**Task details**. Please retype all the data below exactly, line for line.

Collected data:
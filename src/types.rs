//! Core data types: Message, Address, ConversationRecord, StyleProfile.

use chrono::{DateTime, FixedOffset, Utc};
use serde::{Deserialize, Serialize};
use std::fmt;

use crate::error::{Result, SiftError};
use crate::util::bare_address;

/// Lowest and highest trust score a sender can hold.
pub const SCORE_MIN: i64 = 1;
pub const SCORE_MAX: i64 = 10;

/// Summary placed on a new conversation until the first one is computed.
pub const PENDING_SUMMARY: &str = "New conversation, summary pending.";
/// Prefix of every summary recorded in place of a failed AI call.
pub const FAILURE_MARKER: &str = "AI processing failed";
/// Value of every style field that has not been derived yet.
pub const UNKNOWN: &str = "unknown";

pub fn failure_summary(reason: impl fmt::Display) -> String {
    format!("{}: {}", FAILURE_MARKER, reason)
}

pub fn is_failure_summary(summary: &str) -> bool {
    summary.contains(FAILURE_MARKER)
}

#[derive(Debug, Clone, Copy, PartialEq, Eq, Hash, PartialOrd, Ord, Serialize, Deserialize)]
#[serde(rename_all = "lowercase")]
pub enum Direction {
    Received,
    Sent,
}

impl fmt::Display for Direction {
    fn fmt(&self, f: &mut fmt::Formatter<'_>) -> fmt::Result {
        match self {
            Direction::Received => write!(f, "received"),
            Direction::Sent => write!(f, "sent"),
        }
    }
}

/// A parsed `local@domain` address.
#[derive(Debug, Clone, PartialEq, Eq, Hash)]
pub struct Address {
    pub local: String,
    pub domain: String,
}

impl Address {
    pub fn parse(raw: &str) -> Result<Self> {
        let addr = bare_address(raw)
            .ok_or_else(|| SiftError::Parse(format!("not an email address: {:?}", raw)))?;
        // bare_address guarantees exactly one usable split point
        let (local, domain) = addr
            .rsplit_once('@')
            .ok_or_else(|| SiftError::Parse(format!("not an email address: {:?}", raw)))?;
        Ok(Self {
            local: local.to_string(),
            domain: domain.to_string(),
        })
    }

    /// The conversation key for this address.
    pub fn key(&self) -> String {
        format!("{}@{}", self.local, self.domain)
    }
}

impl fmt::Display for Address {
    fn fmt(&self, f: &mut fmt::Formatter<'_>) -> fmt::Result {
        write!(f, "{}@{}", self.local, self.domain)
    }
}

/// When a message was sent, as it was captured.
///
/// Stores may hold an RFC 3339 string, a raw header string that never parsed,
/// or epoch seconds; all three deserialize and sort without failing.
#[derive(Debug, Clone, PartialEq, Serialize, Deserialize)]
#[serde(untagged)]
pub enum SentTime {
    Parsed(DateTime<FixedOffset>),
    Epoch(i64),
    Raw(String),
}

impl SentTime {
    /// Parse a Date header, keeping the raw text when it doesn't parse.
    pub fn from_header(value: &str) -> Option<Self> {
        let value = value.trim();
        if value.is_empty() {
            return None;
        }
        match parse_datetime(value) {
            Some(dt) => Some(SentTime::Parsed(dt)),
            None => Some(SentTime::Raw(value.to_string())),
        }
    }
}

fn parse_datetime(value: &str) -> Option<DateTime<FixedOffset>> {
    DateTime::parse_from_rfc3339(value)
        .or_else(|_| DateTime::parse_from_rfc2822(value))
        .ok()
        .or_else(|| {
            mailparse::dateparse(value)
                .ok()
                .and_then(|ts| DateTime::from_timestamp(ts, 0))
                .map(|dt| dt.fixed_offset())
        })
}

/// Sortable instant for an optional timestamp. Missing or malformed values
/// sort before everything else.
pub fn sort_key(sent_time: Option<&SentTime>) -> DateTime<Utc> {
    match sent_time {
        Some(SentTime::Parsed(dt)) => dt.with_timezone(&Utc),
        Some(SentTime::Epoch(secs)) => {
            DateTime::from_timestamp(*secs, 0).unwrap_or(DateTime::<Utc>::MIN_UTC)
        }
        Some(SentTime::Raw(text)) => parse_datetime(text)
            .map(|dt| dt.with_timezone(&Utc))
            .unwrap_or(DateTime::<Utc>::MIN_UTC),
        None => DateTime::<Utc>::MIN_UTC,
    }
}

/// Stable ascending sort by send time.
pub fn sort_messages(messages: &mut [Message]) {
    messages.sort_by_key(|m| sort_key(m.sent_time.as_ref()));
}

#[derive(Debug, Clone, PartialEq, Serialize, Deserialize)]
pub struct Message {
    pub id: String,
    pub direction: Direction,
    #[serde(default, skip_serializing_if = "Option::is_none")]
    pub sender: Option<String>,
    #[serde(default)]
    pub recipients: Vec<String>,
    #[serde(default)]
    pub cc: Vec<String>,
    #[serde(default)]
    pub subject: String,
    #[serde(default)]
    pub body: String,
    #[serde(default)]
    pub sent_time: Option<SentTime>,
    #[serde(default, skip_serializing_if = "Option::is_none")]
    pub score: Option<i64>,
    #[serde(default, skip_serializing_if = "Option::is_none")]
    pub summary: Option<String>,
}

impl Message {
    /// Dedup key: ids are only unique within one folder.
    pub fn key(&self) -> (Direction, String) {
        (self.direction, self.id.clone())
    }

    pub fn sender_address(&self) -> Result<Address> {
        match &self.sender {
            Some(raw) => Address::parse(raw),
            None => Err(SiftError::Parse(format!("message {} has no sender", self.id))),
        }
    }

    /// The correspondents this message is filed under: the sender of a
    /// received message, every recipient of a sent one.
    pub fn other_parties(&self) -> Result<Vec<Address>> {
        match self.direction {
            Direction::Received => Ok(vec![self.sender_address()?]),
            Direction::Sent => {
                if self.recipients.is_empty() {
                    return Err(SiftError::Parse(format!(
                        "sent message {} has no recipients",
                        self.id
                    )));
                }
                let mut parties: Vec<Address> = Vec::new();
                for raw in &self.recipients {
                    let addr = Address::parse(raw)?;
                    if !parties.contains(&addr) {
                        parties.push(addr);
                    }
                }
                Ok(parties)
            }
        }
    }
}

fn unknown() -> String {
    UNKNOWN.to_string()
}

/// How the mailbox owner writes to one correspondent.
#[derive(Debug, Clone, PartialEq, Eq, Serialize, Deserialize)]
pub struct StyleProfile {
    #[serde(default = "unknown")]
    pub formality: String,
    #[serde(default = "unknown")]
    pub tone_description: String,
    #[serde(default = "unknown")]
    pub greeting_template: String,
    #[serde(default = "unknown")]
    pub sign_off_template: String,
}

impl Default for StyleProfile {
    fn default() -> Self {
        Self {
            formality: unknown(),
            tone_description: unknown(),
            greeting_template: unknown(),
            sign_off_template: unknown(),
        }
    }
}

impl StyleProfile {
    /// A profile worth updating rather than recreating.
    pub fn is_established(&self) -> bool {
        !self.formality.trim().is_empty() && self.formality != UNKNOWN
    }
}

fn pending() -> String {
    PENDING_SUMMARY.to_string()
}

#[derive(Debug, Clone, PartialEq, Serialize, Deserialize)]
pub struct ConversationRecord {
    #[serde(default = "pending")]
    pub general_summary: String,
    #[serde(default)]
    pub style_profile: Option<StyleProfile>,
    #[serde(default, alias = "emails")]
    pub messages: Vec<Message>,
}

impl Default for ConversationRecord {
    fn default() -> Self {
        Self {
            general_summary: pending(),
            style_profile: None,
            messages: Vec::new(),
        }
    }
}

impl ConversationRecord {
    pub fn contains(&self, direction: Direction, id: &str) -> bool {
        self.messages
            .iter()
            .any(|m| m.direction == direction && m.id == id)
    }

    pub fn has_sent(&self) -> bool {
        self.messages.iter().any(|m| m.direction == Direction::Sent)
    }

    /// The existing summary, if it can seed an update.
    pub fn usable_summary(&self) -> Option<&str> {
        let s = self.general_summary.trim();
        if s.is_empty() || s == PENDING_SUMMARY || is_failure_summary(s) {
            None
        } else {
            Some(s)
        }
    }

    pub fn needs_refresh(&self) -> bool {
        self.usable_summary().is_none()
    }
}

**Reply**.
filename src/types.rs
//! Core data types: Message, Address, ConversationRecord, StyleProfile.

use chrono::{DateTime, FixedOffset, Utc};
use serde::{Deserialize, Serialize};
use std::fmt;

use crate::error::{Result, SiftError};
use crate::util::bare_address;

/// Lowest and highest trust score a sender can hold.
pub const SCORE_MIN: i64 = 1;
pub const SCORE_MAX: i64 = 10;

/// Summary placed on a new conversation until the first one is computed.
pub const PENDING_SUMMARY: &str = "New conversation, summary pending.";
/// Prefix of every summary recorded in place of a failed AI call.
pub const FAILURE_MARKER: &str = "AI processing failed";
/// Value of every style field that has not been derived yet.
pub const UNKNOWN: &str = "unknown";

pub fn failure_summary(reason: impl fmt::Display) -> String {
    format!("{}: {}", FAILURE_MARKER, reason)
}

pub fn is_failure_summary(summary: &str) -> bool {
    summary.contains(FAILURE_MARKER)
}

#[derive(Debug, Clone, Copy, PartialEq, Eq, Hash, PartialOrd, Ord, Serialize, Deserialize)]
#[serde(rename_all = "lowercase")]
pub enum Direction {
    Received,
    Sent,
}

impl fmt::Display for Direction {
    fn fmt(&self, f: &mut fmt::Formatter<'_>) -> fmt::Result {
        match self {
            Direction::Received => write!(f, "received"),
            Direction::Sent => write!(f, "sent"),
        }
    }
}

/// A parsed `local@domain` address.
#[derive(Debug, Clone, PartialEq, Eq, Hash)]
pub struct Address {
    pub local: String,
    pub domain: String,
}

impl Address {
    pub fn parse(raw: &str) -> Result<Self> {
        let addr = bare_address(raw)
            .ok_or_else(|| SiftError::Parse(format!("not an email address: {:?}", raw)))?;
        // bare_address guarantees exactly one usable split point
        let (local, domain) = addr
            .rsplit_once('@')
            .ok_or_else(|| SiftError::Parse(format!("not an email address: {:?}", raw)))?;
        Ok(Self {
            local: local.to_string(),
            domain: domain.to_string(),
        })
    }

    /// The conversation key for this address.
    pub fn key(&self) -> String {
        format!("{}@{}", self.local, self.domain)
    }
}

impl fmt::Display for Address {
    fn fmt(&self, f: &mut fmt::Formatter<'_>) -> fmt::Result {
        write!(f, "{}@{}", self.local, self.domain)
    }
}

/// When a message was sent, as it was captured.
///
/// Stores may hold an RFC 3339 string, a raw header string that never parsed,
/// or epoch seconds; all three deserialize and sort without failing.
#[derive(Debug, Clone, PartialEq, Serialize, Deserialize)]
#[serde(untagged)]
pub enum SentTime {
    Parsed(DateTime<FixedOffset>),
    Epoch(i64),
    Raw(String),
}

impl SentTime {
    /// Parse a Date header, keeping the raw text when it doesn't parse.
    pub fn from_header(value: &str) -> Option<Self> {
        let value = value.trim();
        if value.is_empty() {
            return None;
        }
        match parse_datetime(value) {
            Some(dt) => Some(SentTime::Parsed(dt)),
            None => Some(SentTime::Raw(value.to_string())),
        }
    }
}

fn parse_datetime(value: &str) -> Option<DateTime<FixedOffset>> {
    DateTime::parse_from_rfc3339(value)
        .or_else(|_| DateTime::parse_from_rfc2822(value))
        .ok()
        .or_else(|| {
            mailparse::dateparse(value)
                .ok()
                .and_then(|ts| DateTime::from_timestamp(ts, 0))
                .map(|dt| dt.fixed_offset())
        })
}

/// Sortable instant for an optional timestamp. Missing or malformed values
/// sort before everything else.
pub fn sort_key(sent_time: Option<&SentTime>) -> DateTime<Utc> {
    match sent_time {
        Some(SentTime::Parsed(dt)) => dt.with_timezone(&Utc),
        Some(SentTime::Epoch(secs)) => {
            DateTime::from_timestamp(*secs, 0).unwrap_or(DateTime::<Utc>::MIN_UTC)
        }
        Some(SentTime::Raw(text)) => parse_datetime(text)
            .map(|dt| dt.with_timezone(&Utc))
            .unwrap_or(DateTime::<Utc>::MIN_UTC),
        None => DateTime::<Utc>::MIN_UTC,
    }
}

/// Stable ascending sort by send time.
pub fn sort_messages(messages: &mut [Message]) {
    messages.sort_by_key(|m| sort_key(m.sent_time.as_ref()));
}

#[derive(Debug, Clone, PartialEq, Serialize, Deserialize)]
pub struct Message {
    pub id: String,
    pub direction: Direction,
    #[serde(default, skip_serializing_if = "Option::is_none")]
    pub sender: Option<String>,
    #[serde(default)]
    pub recipients: Vec<String>,
    #[serde(default)]
    pub cc: Vec<String>,
    #[serde(default)]
    pub subject: String,
    #[serde(default)]
    pub body: String,
    #[serde(default)]
    pub sent_time: Option<SentTime>,
    #[serde(default, skip_serializing_if = "Option::is_none")]
    pub score: Option<i64>,
    #[serde(default, skip_serializing_if = "Option::is_none")]
    pub summary: Option<String>,
}

impl Message {
    /// Dedup key: ids are only unique within one folder.
    pub fn key(&self) -> (Direction, String) {
        (self.direction, self.id.clone())
    }

    pub fn sender_address(&self) -> Result<Address> {
        match &self.sender {
            Some(raw) => Address::parse(raw),
            None => Err(SiftError::Parse(format!("message {} has no sender", self.id))),
        }
    }

    /// The correspondents this message is filed under: the sender of a
    /// received message, every recipient of a sent one.
    pub fn other_parties(&self) -> Result<Vec<Address>> {
        match self.direction {
            Direction::Received => Ok(vec![self.sender_address()?]),
            Direction::Sent => {
                if self.recipients.is_empty() {
                    return Err(SiftError::Parse(format!(
                        "sent message {} has no recipients",
                        self.id
                    )));
                }
                let mut parties: Vec<Address> = Vec::new();
                for raw in &self.recipients {
                    let addr = Address::parse(raw)?;
                    if !parties.contains(&addr) {
                        parties.push(addr);
                    }
                }
                Ok(parties)
            }
        }
    }
}

fn unknown() -> String {
    UNKNOWN.to_string()
}

/// How the mailbox owner writes to one correspondent.
#[derive(Debug, Clone, PartialEq, Eq, Serialize, Deserialize)]
pub struct StyleProfile {
    #[serde(default = "unknown")]
    pub formality: String,
    #[serde(default = "unknown")]
    pub tone_description: String,
    #[serde(default = "unknown")]
    pub greeting_template: String,
    #[serde(default = "unknown")]
    pub sign_off_template: String,
}

impl Default for StyleProfile {
    fn default() -> Self {
        Self {
            formality: unknown(),
            tone_description: unknown(),
            greeting_template: unknown(),
            sign_off_template: unknown(),
        }
    }
}

impl StyleProfile {
    /// A profile worth updating rather than recreating.
    pub fn is_established(&self) -> bool {
        !self.formality.trim().is_empty() && self.formality != UNKNOWN
    }
}

fn pending() -> String {
    PENDING_SUMMARY.to_string()
}

#[derive(Debug, Clone, PartialEq, Serialize, Deserialize)]
pub struct ConversationRecord {
    #[serde(default = "pending")]
    pub general_summary: String,
    #[serde(default)]
    pub style_profile: Option<StyleProfile>,
    #[serde(default, alias = "emails")]
    pub messages: Vec<Message>,
}

impl Default for ConversationRecord {
    fn default() -> Self {
        Self {
            general_summary: pending(),
            style_profile: None,
            messages: Vec::new(),
        }
    }
}

impl ConversationRecord {
    pub fn contains(&self, direction: Direction, id: &str) -> bool {
        self.messages
            .iter()
            .any(|m| m.direction == direction && m.id == id)
    }

    pub fn has_sent(&self) -> bool {
        self.messages.iter().any(|m| m.direction == Direction::Sent)
    }

    /// The existing summary, if it can seed an update.
    pub fn usable_summary(&self) -> Option<&str> {
        let s = self.general_summary.trim();
        if s.is_empty() || s == PENDING_SUMMARY || is_failure_summary(s) {
            None
        } else {
            Some(s)
        }
    }

    pub fn needs_refresh(&self) -> bool {
        self.usable_summary().is_none()
    }
}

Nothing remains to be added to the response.